Supplied data: Begin

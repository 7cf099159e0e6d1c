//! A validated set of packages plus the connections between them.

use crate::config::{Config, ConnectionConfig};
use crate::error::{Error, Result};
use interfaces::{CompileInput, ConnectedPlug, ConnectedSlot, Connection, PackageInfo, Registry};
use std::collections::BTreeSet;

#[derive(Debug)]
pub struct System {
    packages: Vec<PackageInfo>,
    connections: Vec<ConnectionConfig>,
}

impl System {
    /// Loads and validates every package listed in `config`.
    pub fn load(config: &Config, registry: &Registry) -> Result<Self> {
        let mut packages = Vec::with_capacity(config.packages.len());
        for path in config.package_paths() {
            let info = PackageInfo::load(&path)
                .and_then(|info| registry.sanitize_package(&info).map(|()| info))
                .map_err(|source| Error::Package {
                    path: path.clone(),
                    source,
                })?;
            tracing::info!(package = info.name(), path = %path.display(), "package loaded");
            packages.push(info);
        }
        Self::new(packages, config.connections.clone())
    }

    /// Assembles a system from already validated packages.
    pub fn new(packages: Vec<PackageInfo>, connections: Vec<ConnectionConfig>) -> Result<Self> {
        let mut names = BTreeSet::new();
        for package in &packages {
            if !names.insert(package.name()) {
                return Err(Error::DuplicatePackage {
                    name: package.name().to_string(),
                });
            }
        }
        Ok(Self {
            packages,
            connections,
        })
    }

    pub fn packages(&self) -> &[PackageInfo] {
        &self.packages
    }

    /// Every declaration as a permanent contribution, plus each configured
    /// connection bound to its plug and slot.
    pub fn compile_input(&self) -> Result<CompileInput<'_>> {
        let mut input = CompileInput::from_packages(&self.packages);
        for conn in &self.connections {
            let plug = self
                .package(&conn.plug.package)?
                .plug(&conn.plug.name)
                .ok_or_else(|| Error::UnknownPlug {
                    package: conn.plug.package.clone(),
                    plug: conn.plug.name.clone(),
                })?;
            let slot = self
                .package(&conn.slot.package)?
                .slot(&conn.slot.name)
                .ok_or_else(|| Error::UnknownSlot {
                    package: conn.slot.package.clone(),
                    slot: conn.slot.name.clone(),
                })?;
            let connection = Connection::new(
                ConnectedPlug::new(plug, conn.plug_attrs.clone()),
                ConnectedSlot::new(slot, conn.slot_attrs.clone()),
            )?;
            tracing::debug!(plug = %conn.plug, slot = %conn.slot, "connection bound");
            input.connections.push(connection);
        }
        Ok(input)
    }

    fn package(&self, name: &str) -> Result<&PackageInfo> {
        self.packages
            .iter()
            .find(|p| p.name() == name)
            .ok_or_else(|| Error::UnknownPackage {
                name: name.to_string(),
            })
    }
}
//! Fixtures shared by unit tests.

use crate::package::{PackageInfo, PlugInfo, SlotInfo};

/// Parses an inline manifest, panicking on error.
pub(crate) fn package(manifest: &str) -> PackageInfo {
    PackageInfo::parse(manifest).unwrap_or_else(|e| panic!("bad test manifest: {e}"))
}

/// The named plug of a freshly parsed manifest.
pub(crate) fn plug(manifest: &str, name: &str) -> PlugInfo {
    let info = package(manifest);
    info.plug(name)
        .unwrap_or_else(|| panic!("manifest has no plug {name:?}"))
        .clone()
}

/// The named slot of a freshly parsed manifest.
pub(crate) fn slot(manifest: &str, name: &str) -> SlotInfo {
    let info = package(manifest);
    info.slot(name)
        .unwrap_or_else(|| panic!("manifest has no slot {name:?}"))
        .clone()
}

Supplied data: End

Task goal — Scan the entries above and work out how many lines include the word "CompileInput"; the reply is that number alone.

Result of the task — 3